Thorsten Arsan, CFO, Adler Group: Yes. Thank you for your questions. The first one with regards to the net rental income. So if we annualize the June rental income of the Berlin portfolio, I. E, you multiply it by 12, we will be at around EUR 123,000,000 annualized.

Nikolay Kutzmanov, Analyst, Jefferies: Okay. So if I look then

Thorsten Arsan, CFO, Adler Group: What you can see in our guidance is €6,000,000 contribution from the Cosmopolitan, I. E. So you can deduct EUR 6,000,000 from the guidance. And if we then basically take the Schuhn rent, where we already have some rent increases that we conducted within the first six months of the year, I. E, taking the two times 12 is EUR 123,000,000.
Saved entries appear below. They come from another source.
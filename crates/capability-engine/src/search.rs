//! Descendant search over the live tree
//!
//! Traversal is depth-first pre-order over the children of the starting
//! node (the node itself is never a candidate). Every node exposing children
//! is descended into, matching or not, so intermediate grouping elements
//! never hide the kind being searched for. Children are fetched fresh on
//! every visit.

use std::sync::atomic::{AtomicBool, Ordering};

use async_recursion::async_recursion;
use serde::{Deserialize, Serialize};
use tracing::{debug, warn};
use wait_gate::{wait_for, WaitOptions};

use crate::criteria::Criteria;
use crate::errors::AxError;
use crate::naming::{kind_matches, normalize_kind};
use crate::node::Node;

/// Traversal limits
#[derive(Debug, Clone, Copy, Default, PartialEq, Eq, Serialize, Deserialize)]
pub struct SearchOptions {
    /// Deepest level visited, children of the start node being level 1.
    /// `None` walks the whole subtree.
    pub max_depth: Option<usize>,
}

impl SearchOptions {
    pub fn unbounded() -> Self {
        Self::default()
    }

    pub fn with_max_depth(max_depth: usize) -> Self {
        Self {
            max_depth: Some(max_depth),
        }
    }
}

/// Result of a search, shaped by the requested mode
#[derive(Debug)]
pub enum SearchResult {
    One(Option<Node>),
    Many(Vec<Node>),
}

impl SearchResult {
    pub fn is_found(&self) -> bool {
        match self {
            SearchResult::One(node) => node.is_some(),
            SearchResult::Many(nodes) => !nodes.is_empty(),
        }
    }

    pub fn count(&self) -> usize {
        match self {
            SearchResult::One(node) => usize::from(node.is_some()),
            SearchResult::Many(nodes) => nodes.len(),
        }
    }

    pub fn into_first(self) -> Option<Node> {
        match self {
            SearchResult::One(node) => node,
            SearchResult::Many(nodes) => nodes.into_iter().next(),
        }
    }

    pub fn into_nodes(self) -> Vec<Node> {
        match self {
            SearchResult::One(node) => node.into_iter().collect(),
            SearchResult::Many(nodes) => nodes,
        }
    }
}

struct Query {
    kind: String,
    criteria: Criteria,
    max_depth: Option<usize>,
    truncated: AtomicBool,
}

impl Query {
    fn new(kind: &str, criteria: Criteria, options: SearchOptions) -> Self {
        Self {
            kind: normalize_kind(kind),
            criteria,
            max_depth: options.max_depth,
            truncated: AtomicBool::new(false),
        }
    }

    async fn accepts(&self, node: &Node) -> Result<bool, AxError> {
        let role = node.role().await?;
        let subrole = node.subrole().await?;
        if !kind_matches(&self.kind, role.as_deref(), subrole.as_deref()) {
            return Ok(false);
        }
        self.criteria.matched_by(node).await
    }

    /// Whether children of a node at `depth` may be visited.
    fn can_descend(&self, depth: usize) -> bool {
        match self.max_depth {
            Some(max) if depth >= max => {
                if !self.truncated.swap(true, Ordering::Relaxed) {
                    warn!(kind = %self.kind, max_depth = max, "search depth limit reached");
                }
                false
            }
            _ => true,
        }
    }
}

impl Node {
    /// Search the subtree below this node for nodes of `kind` meeting `criteria`.
    ///
    /// With `single_result` the first match in traversal order is returned
    /// and the walk stops there; otherwise every match is collected, parents
    /// before their descendants and siblings in transport order.
    pub async fn search(
        &self,
        kind: &str,
        criteria: Criteria,
        single_result: bool,
    ) -> Result<SearchResult, AxError> {
        let query = Query::new(kind, criteria, self.search_options());
        debug!(
            element = %self.element(),
            kind = %query.kind,
            criteria = query.criteria.len(),
            single_result,
            "searching descendants"
        );
        if single_result {
            Ok(SearchResult::One(find_first(self, &query, 0).await?))
        } else {
            let mut found = Vec::new();
            find_all(self, &query, 0, &mut found).await?;
            Ok(SearchResult::Many(found))
        }
    }

    /// First descendant of `kind` meeting the criteria, if any.
    pub async fn find(&self, kind: &str, criteria: Criteria) -> Result<Option<Node>, AxError> {
        Ok(self.search(kind, criteria, true).await?.into_first())
    }

    /// Every descendant of `kind` meeting the criteria.
    pub async fn find_all(&self, kind: &str, criteria: Criteria) -> Result<Vec<Node>, AxError> {
        Ok(self.search(kind, criteria, false).await?.into_nodes())
    }

    /// Poll a single-result search until it finds something.
    ///
    /// `criteria` is rebuilt for every poll. `Ok(None)` once the wait times out.
    pub async fn wait_for_descendant<F>(
        &self,
        kind: &str,
        options: WaitOptions,
        criteria: F,
    ) -> Result<Option<Node>, AxError>
    where
        F: Fn() -> Criteria,
    {
        wait_for(options, move || self.find(kind, criteria())).await
    }
}

#[async_recursion]
async fn find_first(node: &Node, query: &Query, depth: usize) -> Result<Option<Node>, AxError> {
    for child in node.children().await? {
        if query.accepts(&child).await? {
            return Ok(Some(child));
        }
        if child.has_children().await? && query.can_descend(depth + 1) {
            if let Some(found) = find_first(&child, query, depth + 1).await? {
                return Ok(Some(found));
            }
        }
    }
    Ok(None)
}

#[async_recursion]
async fn find_all(
    node: &Node,
    query: &Query,
    depth: usize,
    found: &mut Vec<Node>,
) -> Result<(), AxError> {
    for child in node.children().await? {
        let accepted = query.accepts(&child).await?;
        let mut below = Vec::new();
        if child.has_children().await? && query.can_descend(depth + 1) {
            find_all(&child, query, depth + 1, &mut below).await?;
        }
        if accepted {
            found.push(child);
        }
        found.append(&mut below);
    }
    Ok(())
}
Nikolay Kutzmanov, Analyst, Jefferies: Okay. I was using the 31,500,000.0 the income statement, which gives me EUR 126,000,000. It was kind of like the number that I was

Thorsten Arsan, CFO, Adler Group: number do you

Nikolay Kutzmanov, Analyst, Jefferies: refer So the 31,500,000.0 or 31,484,000.000 times four. So is that the whole of the second quarter rather than just the June monthly?

Thorsten Arsan, CFO, Adler Group: Maybe I think it’s getting too technical. Maybe we can take this out separately or bilaterally after the call.

Nikolay Kutzmanov, Analyst, Jefferies: Okay. Thanks, thanks. And then on Berlin, there was some media reports earlier this quarter talking about potentially the company thinking about winding down that portfolio next year and preparing for that potential hiring advisors. Is there a timing on when you think some Berlin sort of portfolio sales might happen whether the whole 17,000 plus apartments or subsets of that? Has there been any progress around that?

Dr. Karl Heidezhuber, CEO, Adler Group: Well, we don’t comment on these rumors, but what we can say is that we hired an adviser to assess the options on for our Berlin portfolio, but we are far from taking any decisions. So this is what we can say at this point.

Nikolay Kutzmanov, Analyst, Jefferies: Is there any timing on when you’d be in a position to comment?

Dr. Karl Heidezhuber, CEO, Adler Group: No, there is not.

Nikolay Kutzmanov, Analyst, Jefferies: Good. Thank you. And then my other question, just a final one, third one maybe sort of a little bit in relation to all these disposals and obviously you’ve been paying down from proceeds the first lien. Once if we think about the deal and the wholesale criteria, this will be a few more sort of sizable development sales, which hopefully should reduce the first lien further and the sort of the debt burden. Have there been any thoughts around potential refi of the first lien and 1.5 lien after sort of the non core of the 1.5 lien has lapsed?

Thorsten Arsan, CFO, Adler Group: No. I mean, there are as of today, no specific plans to, again, refinance the first lien and the 1.5 lien. I mean, as you just mentioned, our whole book is more or less fully filled, $245,000,000 of the €250,000,000 And so whenever we now generate disposal proceeds, they will be used to repay the first lien, respectively. But as such, there are currently no plans to do another refinancing as of today.

Nikolay Kutzmanov, Analyst, Jefferies: Okay. All right. Thank you very much.

Matilde, Chorus Call Operator: Ladies and gentlemen, that was the last question. I would now like to turn the conference back over to Karl Rheinetschubert for any closing remarks.

Dr. Karl Heidezhuber, CEO, Adler Group: Yes. Thanks, everyone, for joining today. We will publish our Q3 report on November 27, and the respective results presentation will take place on the same day. Thorsten and I look forward to speaking with you then. All the best for everyone.

We close the call.

Matilde, Chorus Call Operator: Ladies and gentlemen, the conference is now over. Thank you for choosing Chorus Call, and thank you for participating in the conference. You may now disconnect your lines. Goodbye.